### Records excerpted from a collection
·····

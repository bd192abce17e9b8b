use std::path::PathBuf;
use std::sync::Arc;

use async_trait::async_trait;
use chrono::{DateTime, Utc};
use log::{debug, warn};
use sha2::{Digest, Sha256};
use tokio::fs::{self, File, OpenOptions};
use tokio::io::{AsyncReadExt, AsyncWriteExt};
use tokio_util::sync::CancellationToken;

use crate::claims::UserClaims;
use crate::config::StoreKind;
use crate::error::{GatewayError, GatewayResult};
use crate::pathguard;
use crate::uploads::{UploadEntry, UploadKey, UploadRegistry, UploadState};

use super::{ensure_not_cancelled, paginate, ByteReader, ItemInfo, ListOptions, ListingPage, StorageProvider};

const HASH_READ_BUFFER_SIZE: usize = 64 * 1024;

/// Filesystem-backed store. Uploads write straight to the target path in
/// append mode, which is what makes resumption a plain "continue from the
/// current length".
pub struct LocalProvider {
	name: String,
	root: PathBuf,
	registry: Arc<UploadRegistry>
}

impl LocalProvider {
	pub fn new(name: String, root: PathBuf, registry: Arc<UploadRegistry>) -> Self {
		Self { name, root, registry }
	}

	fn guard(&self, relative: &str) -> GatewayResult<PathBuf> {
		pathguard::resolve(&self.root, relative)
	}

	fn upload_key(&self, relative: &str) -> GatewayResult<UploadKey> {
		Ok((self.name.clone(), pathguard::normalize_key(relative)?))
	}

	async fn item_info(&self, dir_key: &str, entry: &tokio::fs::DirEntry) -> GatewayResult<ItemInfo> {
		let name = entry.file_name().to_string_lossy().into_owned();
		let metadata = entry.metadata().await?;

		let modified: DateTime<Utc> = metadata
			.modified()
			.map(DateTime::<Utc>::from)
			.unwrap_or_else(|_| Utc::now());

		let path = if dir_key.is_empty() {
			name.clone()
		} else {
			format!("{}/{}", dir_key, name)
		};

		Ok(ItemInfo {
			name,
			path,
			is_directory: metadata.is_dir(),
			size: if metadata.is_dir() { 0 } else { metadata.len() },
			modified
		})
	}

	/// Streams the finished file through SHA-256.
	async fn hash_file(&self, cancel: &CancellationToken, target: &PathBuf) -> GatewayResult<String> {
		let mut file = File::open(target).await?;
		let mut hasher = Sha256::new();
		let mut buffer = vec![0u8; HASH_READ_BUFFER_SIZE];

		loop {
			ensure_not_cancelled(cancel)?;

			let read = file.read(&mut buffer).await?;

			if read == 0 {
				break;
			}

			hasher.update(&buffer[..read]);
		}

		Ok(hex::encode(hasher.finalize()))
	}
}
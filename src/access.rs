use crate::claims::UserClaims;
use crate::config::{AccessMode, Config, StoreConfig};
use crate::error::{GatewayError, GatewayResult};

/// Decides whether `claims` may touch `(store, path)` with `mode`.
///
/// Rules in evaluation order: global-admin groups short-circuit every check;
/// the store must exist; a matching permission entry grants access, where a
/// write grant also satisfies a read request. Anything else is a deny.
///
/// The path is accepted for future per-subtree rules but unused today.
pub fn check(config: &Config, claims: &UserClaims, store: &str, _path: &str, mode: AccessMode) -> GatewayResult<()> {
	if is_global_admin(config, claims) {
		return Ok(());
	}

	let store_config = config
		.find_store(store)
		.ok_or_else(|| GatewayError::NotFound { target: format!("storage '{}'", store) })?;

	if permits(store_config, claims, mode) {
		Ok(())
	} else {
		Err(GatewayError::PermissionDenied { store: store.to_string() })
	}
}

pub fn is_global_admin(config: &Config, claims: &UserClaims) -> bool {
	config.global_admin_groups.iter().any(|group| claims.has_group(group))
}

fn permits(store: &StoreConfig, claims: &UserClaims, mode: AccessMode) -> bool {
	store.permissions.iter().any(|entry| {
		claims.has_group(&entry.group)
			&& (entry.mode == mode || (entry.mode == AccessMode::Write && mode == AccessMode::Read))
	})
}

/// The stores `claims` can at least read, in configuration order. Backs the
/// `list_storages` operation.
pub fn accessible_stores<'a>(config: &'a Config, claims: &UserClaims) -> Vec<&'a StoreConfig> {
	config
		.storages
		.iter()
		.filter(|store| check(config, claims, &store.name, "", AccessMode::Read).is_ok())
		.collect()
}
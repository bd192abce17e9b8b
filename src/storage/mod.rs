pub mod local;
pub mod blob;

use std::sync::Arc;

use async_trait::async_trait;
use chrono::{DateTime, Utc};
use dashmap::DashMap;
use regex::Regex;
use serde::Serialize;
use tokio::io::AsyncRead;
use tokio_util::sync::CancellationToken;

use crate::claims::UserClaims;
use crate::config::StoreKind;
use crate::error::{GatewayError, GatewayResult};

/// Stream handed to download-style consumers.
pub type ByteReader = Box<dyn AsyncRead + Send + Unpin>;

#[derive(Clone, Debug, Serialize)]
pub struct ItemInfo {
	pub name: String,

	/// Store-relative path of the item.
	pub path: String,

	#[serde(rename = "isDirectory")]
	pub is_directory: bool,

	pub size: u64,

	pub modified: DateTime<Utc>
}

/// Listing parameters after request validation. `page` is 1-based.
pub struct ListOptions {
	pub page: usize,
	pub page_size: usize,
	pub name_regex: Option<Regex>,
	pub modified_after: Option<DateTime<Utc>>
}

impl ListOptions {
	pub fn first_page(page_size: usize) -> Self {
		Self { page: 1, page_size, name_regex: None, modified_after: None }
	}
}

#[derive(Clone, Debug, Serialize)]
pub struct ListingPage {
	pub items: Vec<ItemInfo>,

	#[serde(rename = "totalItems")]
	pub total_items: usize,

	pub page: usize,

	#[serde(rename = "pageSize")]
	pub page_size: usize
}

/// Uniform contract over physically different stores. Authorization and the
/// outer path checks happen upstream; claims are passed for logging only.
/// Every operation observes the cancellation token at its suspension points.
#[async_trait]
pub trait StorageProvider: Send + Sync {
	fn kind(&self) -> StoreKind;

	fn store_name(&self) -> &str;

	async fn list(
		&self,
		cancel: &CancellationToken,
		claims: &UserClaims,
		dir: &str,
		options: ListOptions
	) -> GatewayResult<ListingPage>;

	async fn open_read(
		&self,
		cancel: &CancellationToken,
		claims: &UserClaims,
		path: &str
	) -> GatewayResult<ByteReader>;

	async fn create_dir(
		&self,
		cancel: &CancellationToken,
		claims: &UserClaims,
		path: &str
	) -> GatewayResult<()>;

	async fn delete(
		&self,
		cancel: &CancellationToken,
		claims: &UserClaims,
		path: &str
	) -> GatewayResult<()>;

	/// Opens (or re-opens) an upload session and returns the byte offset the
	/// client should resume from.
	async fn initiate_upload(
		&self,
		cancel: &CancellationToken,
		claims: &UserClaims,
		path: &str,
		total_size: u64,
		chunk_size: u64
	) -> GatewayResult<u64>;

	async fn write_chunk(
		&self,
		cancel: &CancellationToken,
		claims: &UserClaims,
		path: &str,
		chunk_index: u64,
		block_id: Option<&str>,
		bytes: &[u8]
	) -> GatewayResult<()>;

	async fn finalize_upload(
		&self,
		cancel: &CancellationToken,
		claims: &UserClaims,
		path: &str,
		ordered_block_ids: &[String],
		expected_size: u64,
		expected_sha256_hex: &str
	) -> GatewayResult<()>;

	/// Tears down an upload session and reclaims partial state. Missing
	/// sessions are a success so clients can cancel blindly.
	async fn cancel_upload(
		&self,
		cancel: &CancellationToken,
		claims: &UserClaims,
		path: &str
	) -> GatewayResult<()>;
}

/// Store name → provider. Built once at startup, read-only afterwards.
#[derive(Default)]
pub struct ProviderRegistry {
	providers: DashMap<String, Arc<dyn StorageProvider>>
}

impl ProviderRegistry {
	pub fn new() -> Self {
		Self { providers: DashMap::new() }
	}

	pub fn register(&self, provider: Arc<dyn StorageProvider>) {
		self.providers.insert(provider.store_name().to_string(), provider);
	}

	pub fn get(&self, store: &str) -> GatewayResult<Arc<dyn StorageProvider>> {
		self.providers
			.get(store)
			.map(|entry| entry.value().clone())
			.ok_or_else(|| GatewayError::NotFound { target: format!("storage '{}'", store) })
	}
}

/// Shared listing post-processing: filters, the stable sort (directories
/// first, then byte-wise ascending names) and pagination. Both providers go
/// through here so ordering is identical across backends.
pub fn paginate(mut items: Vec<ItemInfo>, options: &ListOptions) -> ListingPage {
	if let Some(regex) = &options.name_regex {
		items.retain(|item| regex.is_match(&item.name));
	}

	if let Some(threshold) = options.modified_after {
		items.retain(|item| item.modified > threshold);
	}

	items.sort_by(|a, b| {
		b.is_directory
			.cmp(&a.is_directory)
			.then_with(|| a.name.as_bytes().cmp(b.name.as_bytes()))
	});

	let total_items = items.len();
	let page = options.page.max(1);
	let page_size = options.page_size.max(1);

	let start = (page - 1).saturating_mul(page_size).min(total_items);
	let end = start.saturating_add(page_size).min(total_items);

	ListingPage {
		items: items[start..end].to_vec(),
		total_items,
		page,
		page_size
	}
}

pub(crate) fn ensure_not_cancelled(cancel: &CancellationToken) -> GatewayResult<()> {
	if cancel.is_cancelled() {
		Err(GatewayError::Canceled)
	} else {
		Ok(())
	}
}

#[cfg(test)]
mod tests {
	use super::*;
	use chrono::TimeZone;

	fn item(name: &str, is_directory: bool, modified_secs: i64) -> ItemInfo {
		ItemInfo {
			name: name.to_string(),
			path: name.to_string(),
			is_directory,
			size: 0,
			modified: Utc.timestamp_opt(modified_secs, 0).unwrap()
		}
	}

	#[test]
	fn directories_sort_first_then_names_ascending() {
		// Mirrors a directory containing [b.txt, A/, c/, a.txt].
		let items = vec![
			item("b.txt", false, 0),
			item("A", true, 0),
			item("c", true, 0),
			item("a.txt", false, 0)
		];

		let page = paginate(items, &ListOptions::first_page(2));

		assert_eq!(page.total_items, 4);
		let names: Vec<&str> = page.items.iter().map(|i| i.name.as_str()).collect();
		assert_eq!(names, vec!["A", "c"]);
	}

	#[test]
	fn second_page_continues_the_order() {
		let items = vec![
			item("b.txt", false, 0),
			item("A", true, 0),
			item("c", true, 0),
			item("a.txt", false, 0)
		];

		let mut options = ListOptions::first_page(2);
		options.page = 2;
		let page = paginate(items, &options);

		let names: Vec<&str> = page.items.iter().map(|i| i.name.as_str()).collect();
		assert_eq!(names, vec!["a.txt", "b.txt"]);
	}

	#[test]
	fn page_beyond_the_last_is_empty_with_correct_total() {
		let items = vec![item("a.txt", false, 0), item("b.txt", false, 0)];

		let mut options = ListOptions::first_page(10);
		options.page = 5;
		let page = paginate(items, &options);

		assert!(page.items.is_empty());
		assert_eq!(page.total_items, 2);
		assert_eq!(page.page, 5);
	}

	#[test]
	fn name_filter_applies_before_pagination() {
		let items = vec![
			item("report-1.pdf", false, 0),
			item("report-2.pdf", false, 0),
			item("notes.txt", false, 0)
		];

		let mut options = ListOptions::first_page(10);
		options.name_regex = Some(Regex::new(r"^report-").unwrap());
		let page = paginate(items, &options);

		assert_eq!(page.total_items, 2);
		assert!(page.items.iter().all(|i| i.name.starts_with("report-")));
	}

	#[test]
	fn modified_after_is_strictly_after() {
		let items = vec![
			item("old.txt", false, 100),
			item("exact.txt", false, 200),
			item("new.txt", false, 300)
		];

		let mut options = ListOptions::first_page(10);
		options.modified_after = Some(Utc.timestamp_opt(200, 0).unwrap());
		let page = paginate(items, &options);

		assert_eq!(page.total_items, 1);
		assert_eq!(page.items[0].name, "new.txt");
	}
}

·····

### Exercise details
Where a line above contains the word "operation", show that line.

### Result of this task
/// `list_storages` operation.
/// Every operation observes the cancellation token at its suspension points.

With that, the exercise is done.